**What you are asked to do**
Each line of the entries, from the first to the line containing "-> std::result::Result<ResourceData, Diagnostics>", is to be transcribed exactly as it stands; include no other lines.

Dataset entries:
-- Opening Marker --
impl<R: Resource> Lifecycle<R> {
    pub fn new(resource: R, config: EngineConfig) -> Self {
        Self { resource, config }
    }

    pub fn resource(&self) -> &R {
        &self.resource
    }

    pub fn config(&self) -> &EngineConfig {
        &self.config
    }

    pub async fn create(
        &self,
        ctx: &InvocationContext,
        client: &R::Client,
        data: &mut ResourceData,
    ) -> std::result::Result<(), Diagnostics> {
        let result = self.do_create(&self.phase(ctx, Phase::Create), client, data).await;
        let unsettled = is_unsettled(&result);
        self.report("create", data.id(), result)
            .map_err(|diags| self.note_unsettled(diags, "create", data.id(), unsettled))
    }

    pub async fn read(
        &self,
        ctx: &InvocationContext,
        client: &R::Client,
        data: &mut ResourceData,
    ) -> std::result::Result<ReadOutcome, Diagnostics> {
        let id = data.id().map(str::to_string);
        let result = self.refresh(&self.phase(ctx, Phase::Read), client, data, false).await;
        self.report("read", id.as_deref(), result)
    }

    /// Converge an existing instance; returns what was issued
    pub async fn update(
        &self,
        ctx: &InvocationContext,
        client: &R::Client,
        data: &mut ResourceData,
    ) -> std::result::Result<ChangeSummary, Diagnostics> {
        let result = self.do_update(&self.phase(ctx, Phase::Update), client, data).await;
        let unsettled = is_unsettled(&result);
        self.report("update", data.id(), result)
            .map_err(|diags| self.note_unsettled(diags, "update", data.id(), unsettled))
    }

    pub async fn delete(
        &self,
        ctx: &InvocationContext,
        client: &R::Client,
        data: &mut ResourceData,
    ) -> std::result::Result<(), Diagnostics> {
        let id = data.id().map(str::to_string);
        let result = self.do_delete(&self.phase(ctx, Phase::Delete), client, data).await;
        self.report("delete", id.as_deref(), result)
    }

    /// Build a host record from a raw identity string
    pub async fn import(
        &self,
        ctx: &InvocationContext,
        client: &R::Client,
        id: &str,
    ) -> std::result::Result<ResourceData, Diagnostics> {
        let mut data = ResourceData::new(self.resource.type_name());
        data.set_id(id);
        let result = self
            .refresh(&self.phase(ctx, Phase::Read), client, &mut data, true)
            .await;
        self.report("import", Some(id), result).map(|_| data)
    }

    fn phase(&self, ctx: &InvocationContext, phase: Phase) -> InvocationContext {
        ctx.clone().with_timeout(self.config.timeouts.for_phase(phase))
    }

    fn stabilizer(&self, phase: Phase) -> Stabilizer {
        Stabilizer::new(self.config.stabilize(phase))
    }

    fn summary(&self, operation: &str, id: Option<&str>) -> String {
        format!(
            "{} {} ({})",
            operation,
            self.resource.type_name(),
            id.unwrap_or("<new>")
        )
    }

    fn report<T>(
        &self,
        operation: &str,
        id: Option<&str>,
        result: Result<T>,
    ) -> std::result::Result<T, Diagnostics> {
        result.map_err(|err| {
            let summary = self.summary(operation, id);
            tracing::error!("{}: {}", summary, err);
            Diagnostics::from(Diagnostic::error(summary, &err))
        })
    }

    fn note_unsettled(
        &self,
        mut diagnostics: Diagnostics,
        operation: &str,
        id: Option<&str>,
        unsettled: bool,
    ) -> Diagnostics {
        if unsettled {
            diagnostics.push(Diagnostic::warning(
                self.summary(operation, id),
                "attributes show the last observed state; it was not committed",
            ));
        }
        diagnostics
    }

    /// Turn a failed wait into the invocation error. A timed-out wait leaves
    /// its last snapshot in `data`, uncommitted.
    fn give_up(
        &self,
        operation: &str,
        key: &[String],
        err: StabilizeError<R::Observed>,
        data: &mut ResourceData,
    ) -> CoreError {
        if let Some(observed) = err.last_observed() {
            if let Err(e) = self.resource.flatten(key, observed, data) {
                tracing::warn!("could not record last observed state: {}", e);
            }
        }
        err.into_error(operation)
    }

    async fn do_create(
        &self,
        ctx: &InvocationContext,
        client: &R::Client,
        data: &mut ResourceData,
    ) -> Result<()> {
        let type_name = self.resource.type_name();
        let desired = self.resource.expand(data)?;

        let key = ctx
            .call("create", type_name, self.resource.create(client, &desired))
            .await?;
        let token = self.resource.identity().encode(&key);
        tracing::info!("Created {} {}", type_name, token);

        data.set_id(&token);
        data.mark_new();

        let (token_ref, key_ref) = (token.as_str(), key.as_slice());
        let waited = self
            .stabilizer(Phase::Create)
            .wait(
                ctx,
                token_ref,
                move || self.observe(ctx, client, token_ref, key_ref),
                |observed| self.resource.created(&desired, observed),
            )
            .await;
        if let Err(err) = waited {
            return Err(self.give_up("create", &key, err, data));
        }

        self.refresh(ctx, client, data, false).await?;
        Ok(())
    }

    async fn observe(
        &self,
        ctx: &InvocationContext,
        client: &R::Client,
        token: &str,
        key: &[String],
    ) -> Result<R::Observed> {
        ctx.call("find", token, self.resource.find(client, key)).await
    }

    /// Decode → find → flatten. `must_exist` turns NotFound into an error;
    /// so does a brand-new instance.
    async fn refresh(
        &self,
        ctx: &InvocationContext,
        client: &R::Client,
        data: &mut ResourceData,
        must_exist: bool,
    ) -> Result<ReadOutcome> {
        let type_name = self.resource.type_name();
        let token = data.require_id()?.to_string();
        let key = self.resource.identity().decode(&token)?;

        match ctx
            .call("read", &token, self.resource.find(client, &key))
            .await
        {
            Ok(observed) => {
                self.resource.flatten(&key, &observed, data)?;
                data.commit();
                Ok(ReadOutcome::Found)
            }
            Err(err) if err.is_not_found() && data.is_new() => {
                tracing::error!("{} {} disappeared right after creation", type_name, token);
                Err(err)
            }
            Err(err) if err.is_not_found() && !must_exist => {
                tracing::warn!(
                    "{} {} not found, removing from state",
                    type_name,
                    token
                );
                data.clear_id();
                Ok(ReadOutcome::Removed)
            }
            Err(err) => Err(err),
        }
    }

    async fn do_update(
        &self,
        ctx: &InvocationContext,
        client: &R::Client,
        data: &mut ResourceData,
    ) -> Result<ChangeSummary> {
        let type_name = self.resource.type_name();
        let token = data.require_id()?.to_string();
        let key = self.resource.identity().decode(&token)?;

        let force_new = self.resource.force_new_fields();
        if data.has_changes(force_new) {
            let fields = force_new
                .iter()
                .filter(|f| data.has_change(f))
                .map(|f| f.to_string())
                .collect();
            return Err(CoreError::RequiresReplacement { fields });
        }

        let desired = self.resource.expand(data)?;
        let observed = ctx
            .call("read", &token, self.resource.find(client, &key))
            .await?;

        let changes = self.resource.plan(&desired, &observed)?;
        let summary = changes.summary();

        if changes.is_empty() {
            tracing::debug!("{} {} is up to date", type_name, token);
        } else {
            tracing::info!("Updating {} {}: {}", type_name, token, summary);
            for change in changes.iter() {
                tracing::debug!("{} ({})", change.description, change.kind);
                ctx.call(
                    &change.description,
                    &token,
                    self.resource.apply(client, &key, &change.call),
                )
                .await?;
            }

            let (token_ref, key_ref) = (token.as_str(), key.as_slice());
            let waited = self
                .stabilizer(Phase::Update)
                .wait(
                    ctx,
                    token_ref,
                    move || self.observe(ctx, client, token_ref, key_ref),
                    |observed| self.resource.converged(&desired, observed),
                )
                .await;
            if let Err(err) = waited {
                return Err(self.give_up("update", &key, err, data));
            }
        }

        self.refresh(ctx, client, data, true).await?;
        Ok(summary)
    }

    async fn do_delete(
        &self,
        ctx: &InvocationContext,
        client: &R::Client,
        data: &mut ResourceData,
    ) -> Result<()> {
        let type_name = self.resource.type_name();
        let token = data.require_id()?.to_string();
        let key = self.resource.identity().decode(&token)?;
        let desired = self.resource.expand(data)?;

        match ctx
            .call("delete", &token, self.resource.delete(client, &key, &desired))
            .await
        {
            Ok(()) => tracing::info!("Deleted {} {}", type_name, token),
            Err(err) if err.is_not_found() => {
                tracing::debug!("{} {} already gone", type_name, token);
            }
            Err(err) => return Err(err),
        }

        data.clear_id();
        Ok(())
    }
}

fn is_unsettled<T>(result: &Result<T>) -> bool {
    matches!(
        result,
        Err(CoreError::NotStable {
            last_observed: Some(_),
            ..
        })
    )
}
-- Closing Marker --
**Task response**
impl<R: Resource> Lifecycle<R> {
    pub fn new(resource: R, config: EngineConfig) -> Self {
        Self { resource, config }
    }

    pub fn resource(&self) -> &R {
        &self.resource
    }

    pub fn config(&self) -> &EngineConfig {
        &self.config
    }

    pub async fn create(
        &self,
        ctx: &InvocationContext,
        client: &R::Client,
        data: &mut ResourceData,
    ) -> std::result::Result<(), Diagnostics> {
        let result = self.do_create(&self.phase(ctx, Phase::Create), client, data).await;
        let unsettled = is_unsettled(&result);
        self.report("create", data.id(), result)
            .map_err(|diags| self.note_unsettled(diags, "create", data.id(), unsettled))
    }

    pub async fn read(
        &self,
        ctx: &InvocationContext,
        client: &R::Client,
        data: &mut ResourceData,
    ) -> std::result::Result<ReadOutcome, Diagnostics> {
        let id = data.id().map(str::to_string);
        let result = self.refresh(&self.phase(ctx, Phase::Read), client, data, false).await;
        self.report("read", id.as_deref(), result)
    }

    /// Converge an existing instance; returns what was issued
    pub async fn update(
        &self,
        ctx: &InvocationContext,
        client: &R::Client,
        data: &mut ResourceData,
    ) -> std::result::Result<ChangeSummary, Diagnostics> {
        let result = self.do_update(&self.phase(ctx, Phase::Update), client, data).await;
        let unsettled = is_unsettled(&result);
        self.report("update", data.id(), result)
            .map_err(|diags| self.note_unsettled(diags, "update", data.id(), unsettled))
    }

    pub async fn delete(
        &self,
        ctx: &InvocationContext,
        client: &R::Client,
        data: &mut ResourceData,
    ) -> std::result::Result<(), Diagnostics> {
        let id = data.id().map(str::to_string);
        let result = self.do_delete(&self.phase(ctx, Phase::Delete), client, data).await;
        self.report("delete", id.as_deref(), result)
    }

    /// Build a host record from a raw identity string
    pub async fn import(
        &self,
        ctx: &InvocationContext,
        client: &R::Client,
        id: &str,
    ) -> std::result::Result<ResourceData, Diagnostics> {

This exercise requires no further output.